Saïed réunit le gouvernement autour des défis économiques et sociaux : « Les promesses sont faites pour être tenues »
Le président de la République a présidé dimanche au Palais de Carthage une réunion consacrée notamment à l’application des revalorisations salariales prévues par la loi de finances 2026, tout en adressant un avertissement ferme aux responsables défaillants.
Le président de la République Kaïs Saïed a présidé, dimanche 23 mars au Palais de Carthage, une réunion réunissant la cheffe du gouvernement Sara Zaafrani Zenzri, la ministre des Finances Michket Slama Khaldi, le ministre de l’Économie et de la Planification Samir Abdelhafidh et le ministre des Affaires sociales Issam Lahmar.
Un héritage lourd, une volonté intacte
D’emblée, le chef de l’État a tenu à situer le contexte : la Tunisie fait face à de nombreux défis économiques et sociaux, aggravés par ce qu’il a qualifié de choix passés relevant « du crime », par des détournements de fonds et par des réseaux de corruption qui se croient au-dessus des lois. Saïed a averti que ces réseaux, bien qu’actifs, sont « démasqués par le peuple » qui a déjoué leurs manÅ“uvres, et que la reddition de comptes qu’exige la population finira par s’imposer.
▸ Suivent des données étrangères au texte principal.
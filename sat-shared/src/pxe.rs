use std::{fmt::Display, str::FromStr};

use serde::{Deserialize, Serialize};

/// Boot firmware / bootloader pairing for a provisioned VM.
#[derive(Debug, Serialize, Deserialize, Clone, Copy, PartialEq, Eq, Hash, Default)]
#[serde(rename_all = "snake_case")]
pub enum PxeLoader {
    #[default]
    Bios,
    Uefi,
    Ipxe,
    HttpUefi,
}

#[derive(Debug, Clone, PartialEq, Eq, thiserror::Error)]
#[error("unknown PXE loader '{0}' (expected one of: bios, uefi, ipxe, http_uefi)")]
pub struct UnknownPxeLoader(pub String);

impl PxeLoader {
    pub const ALL: [PxeLoader; 4] = [
        PxeLoader::Bios,
        PxeLoader::Uefi,
        PxeLoader::Ipxe,
        PxeLoader::HttpUefi,
    ];

    pub fn key(&self) -> &'static str {
        match self {
            PxeLoader::Bios => "bios",
            PxeLoader::Uefi => "uefi",
            PxeLoader::Ipxe => "ipxe",
            PxeLoader::HttpUefi => "http_uefi",
        }
    }

    /// Firmware the broker configures on the VM.
    pub fn vm_firmware(&self) -> &'static str {
        match self {
            PxeLoader::Bios | PxeLoader::Ipxe => "bios",
            PxeLoader::Uefi | PxeLoader::HttpUefi => "uefi",
        }
    }

    /// Loader name as the host group expects it.
    pub fn pxe_loader(&self) -> &'static str {
        match self {
            PxeLoader::Bios => "PXELinux BIOS",
            PxeLoader::Uefi => "Grub2 UEFI",
            PxeLoader::Ipxe => "iPXE Embedded",
            PxeLoader::HttpUefi => "Grub2 UEFI HTTP",
        }
    }
}

impl FromStr for PxeLoader {
    type Err = UnknownPxeLoader;

    fn from_str(s: &str) -> Result<Self, Self::Err> {
        PxeLoader::ALL
            .into_iter()
            .find(|loader| loader.key() == s)
            .ok_or_else(|| UnknownPxeLoader(s.to_string()))
    }
}

impl Display for PxeLoader {
    fn fmt(&self, f: &mut std::fmt::Formatter<'_>) -> std::fmt::Result {
        f.write_str(self.key())
    }
}
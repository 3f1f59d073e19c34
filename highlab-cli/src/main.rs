//! HighLab CLI — annotate, backtest, join, and screen commands.
//!
//! Commands:
//! - `annotate` — annotate one security with forward-window maxima
//! - `backtest` — annotate and replay the breakout rule, printing the trade log
//! - `join` — reconcile two history directories into a canonical one
//! - `screen` — run the presence screen over a snapshot directory
//! - `presence` — count appearance days for the latest capture's codes
//! - `extremes` — tally the dates holding each security's range extremes
//!
//! A TOML config file (`--config`) supplies defaults; explicit flags win.

use std::path::PathBuf;

use anyhow::{Context, Result};
use chrono::NaiveDate;
use clap::{Parser, Subcommand};

use highlab_core::annotate::SlidingWindowAnnotator;
use highlab_core::extremes::tally_extreme_dates;
use highlab_core::screen::{count_presence_days, PresenceScreener};
use highlab_core::simulate::BreakoutSimulator;
use highlab_runner::export::{
    write_annotated_csv, write_presence_csv, write_screening_csv, write_tally_csv,
    write_trades_csv,
};
use highlab_runner::{
    list_codes, load_series, load_series_batch, load_snapshot_dir, run_join, RunnerConfig,
};

#[derive(Parser)]
#[command(name = "highlab", about = "HighLab CLI — new-high series analysis and screening")]
struct Cli {
    /// Path to a TOML config file with parameter defaults.
    #[arg(long, global = true)]
    config: Option<PathBuf>,

    #[command(subcommand)]
    command: Commands,
}

#[derive(Subcommand)]
enum Commands {
    /// Annotate one security with forward-window maxima.
    Annotate {
        /// Security code (file stem under the data directory).
        #[arg(long)]
        code: String,

        /// Directory of per-security price files.
        #[arg(long, default_value = "data")]
        data_dir: PathBuf,

        /// Window span in calendar days. Defaults to the config value.
        #[arg(long)]
        span: Option<i64>,

        /// Output CSV. Defaults to annotated-<code>.csv.
        #[arg(long)]
        out: Option<PathBuf>,
    },
    /// Annotate and simulate the breakout rule, printing the trade log.
    Backtest {
        /// Security code (file stem under the data directory).
        #[arg(long)]
        code: String,

        /// Directory of per-security price files.
        #[arg(long, default_value = "data")]
        data_dir: PathBuf,

        /// Window span in calendar days. Defaults to the config value.
        #[arg(long)]
        span: Option<i64>,

        /// Holding period in calendar days. Defaults to the config value.
        #[arg(long)]
        hold: Option<i64>,

        /// Optional trade log CSV output.
        #[arg(long)]
        out: Option<PathBuf>,
    },
    /// Reconcile two time-adjacent history directories.
    Join {
        /// Directory of the earlier batch.
        #[arg(long)]
        pre: PathBuf,

        /// Directory of the later batch.
        #[arg(long)]
        post: PathBuf,

        /// Destination for merged files and the retry list.
        #[arg(long)]
        dest: PathBuf,
    },
    /// Screen a snapshot directory by recency-of-high and persistence.
    Screen {
        /// Directory of YYYYMMDD.csv ranking captures.
        #[arg(long)]
        snapshot_dir: PathBuf,

        /// Trailing snapshot count. Defaults to the config value.
        #[arg(long)]
        period: Option<usize>,

        /// Minimum age of the prior high, in days.
        #[arg(long)]
        past_high_threshold: Option<i64>,

        /// Minimum appearances across the trailing window.
        #[arg(long)]
        min_appearance: Option<usize>,

        /// Optional results CSV output.
        #[arg(long)]
        out: Option<PathBuf>,
    },
    /// Count, for the latest capture's codes, their appearance days across
    /// every capture.
    Presence {
        /// Directory of YYYYMMDD.csv ranking captures.
        #[arg(long)]
        snapshot_dir: PathBuf,

        /// Optional report CSV output.
        #[arg(long)]
        out: Option<PathBuf>,
    },
    /// Tally the dates on which securities peaked and bottomed.
    Extremes {
        /// Directory of per-security price files.
        #[arg(long, default_value = "data")]
        data_dir: PathBuf,

        /// Range start (YYYY-MM-DD), inclusive.
        #[arg(long)]
        start: NaiveDate,

        /// Range end (YYYY-MM-DD), inclusive.
        #[arg(long)]
        end: NaiveDate,

        /// Optional tally CSV output.
        #[arg(long)]
        out: Option<PathBuf>,
    },
}

fn main() -> Result<()> {
    let cli = Cli::parse();

    let config = match &cli.config {
        Some(path) => RunnerConfig::from_path(path)?,
        None => RunnerConfig::default(),
    };

    match cli.command {
        Commands::Annotate { code, data_dir, span, out } => {
            let span = span.unwrap_or(config.annotate.span_days);
            let annotator = SlidingWindowAnnotator::new(span)?;
            let loaded = load_series(&data_dir, &code, config.data.decoder)
                .with_context(|| format!("loading series for '{code}'"))?;
            let annotated = annotator.annotate(loaded.series);

            let out = out.unwrap_or_else(|| PathBuf::from(format!("annotated-{code}.csv")));
            write_annotated_csv(&out, &annotated)?;
            println!("annotated {} rows -> {}", annotated.len(), out.display());
        }
        Commands::Backtest { code, data_dir, span, hold, out } => {
            let span = span.unwrap_or(config.annotate.span_days);
            let hold = hold.unwrap_or(config.trade.hold_days);
            let annotator = SlidingWindowAnnotator::new(span)?;
            let simulator = BreakoutSimulator::new(hold)?;
            let loaded = load_series(&data_dir, &code, config.data.decoder)
                .with_context(|| format!("loading series for '{code}'"))?;
            let annotated = annotator.annotate(loaded.series);
            let trades = simulator.simulate(&annotated);

            for trade in &trades {
                println!(
                    "{} {} {} {}",
                    trade.entry_date, trade.entry_price, trade.exit_date, trade.exit_price
                );
            }
            println!("{} trade(s)", trades.len());
            if let Some(out) = out {
                write_trades_csv(&out, &trades)?;
                println!("trade log -> {}", out.display());
            }
        }
        Commands::Join { pre, post, dest } => {
            let summary = run_join(&pre, &post, &dest)?;
            println!(
                "merged {} code(s), {} for retry, {} skipped",
                summary.merged.len(),
                summary.retry.len(),
                summary.skipped.len()
            );
        }
        Commands::Screen { snapshot_dir, period, past_high_threshold, min_appearance, out } => {
            let screener = PresenceScreener::new(
                period.unwrap_or(config.screen.period),
                past_high_threshold.unwrap_or(config.screen.past_high_threshold_days),
                min_appearance.unwrap_or(config.screen.min_appearance),
            )?;
            let snapshots = load_snapshot_dir(&snapshot_dir)
                .with_context(|| format!("loading snapshots from {}", snapshot_dir.display()))?;
            let results = screener.screen(&snapshots)?;

            for result in &results {
                println!("{} {} {}", result.code, result.name, result.reference_date);
            }
            println!("{} code(s) passed", results.len());
            if let Some(out) = out {
                write_screening_csv(&out, &results)?;
                println!("results -> {}", out.display());
            }
        }
        Commands::Presence { snapshot_dir, out } => {
            let snapshots = load_snapshot_dir(&snapshot_dir)
                .with_context(|| format!("loading snapshots from {}", snapshot_dir.display()))?;
            let counts = count_presence_days(&snapshots);

            for count in &counts {
                println!("{} {} {}", count.code, count.name, count.days);
            }
            println!("{} code(s) on the latest capture", counts.len());
            if let Some(out) = out {
                write_presence_csv(&out, &counts)?;
                println!("report -> {}", out.display());
            }
        }
        Commands::Extremes { data_dir, start, end, out } => {
            let codes = list_codes(&data_dir)
                .with_context(|| format!("listing codes in {}", data_dir.display()))?;
            let loaded = load_series_batch(&data_dir, &codes, config.data.decoder)?;
            let series: Vec<_> = loaded.into_iter().map(|l| l.series).collect();
            let tallies = tally_extreme_dates(&series, start, end)?;

            for tally in &tallies {
                println!("{} {} {}", tally.date, tally.max_count, tally.min_count);
            }
            println!("{} date(s) held an extreme", tallies.len());
            if let Some(out) = out {
                write_tally_csv(&out, &tallies)?;
                println!("tally -> {}", out.display());
            }
        }
    }

    Ok(())
}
Hausses de salaires et retraites au cœur des débats
L’ordre du jour a porté notamment sur l’application de l’article 15 de la loi de finances 2026, qui prévoit une revalorisation des salaires et traitements dans les secteurs public et privé pour les années 2026, 2027 et 2028, une mesure qui s’étend également aux pensions de retraite.
Un message fort aux chômeurs de longue durée
Le président a également évoqué la situation des personnes en chômage prolongé, affirmant que la volonté de leur trouver des solutions équitables est « inébranlable ». Il a appelé chaque responsable à s’imprégner de leurs souffrances, à lever les obstacles administratifs et, surtout, à se mettre à leur place.
Un avertissement aux responsables défaillants
Kaïs Saïed a conclu la réunion en affirmant que plusieurs lignes de financement ont été mobilisées, et en martelant que les engagements pris seront honorés : « Les promesses sont faites pour être tenues, il n’est pas question de vendre des illusions. » Il a averti que les résultats attendus viendront non pas de déclarations, mais de travail concret dans tous les secteurs et toutes les régions. Tout responsable qui ne ressentirait pas les souffrances des citoyens ou qui se déroberait à ses responsabilités, quelle que soit sa fonction, devra en répondre.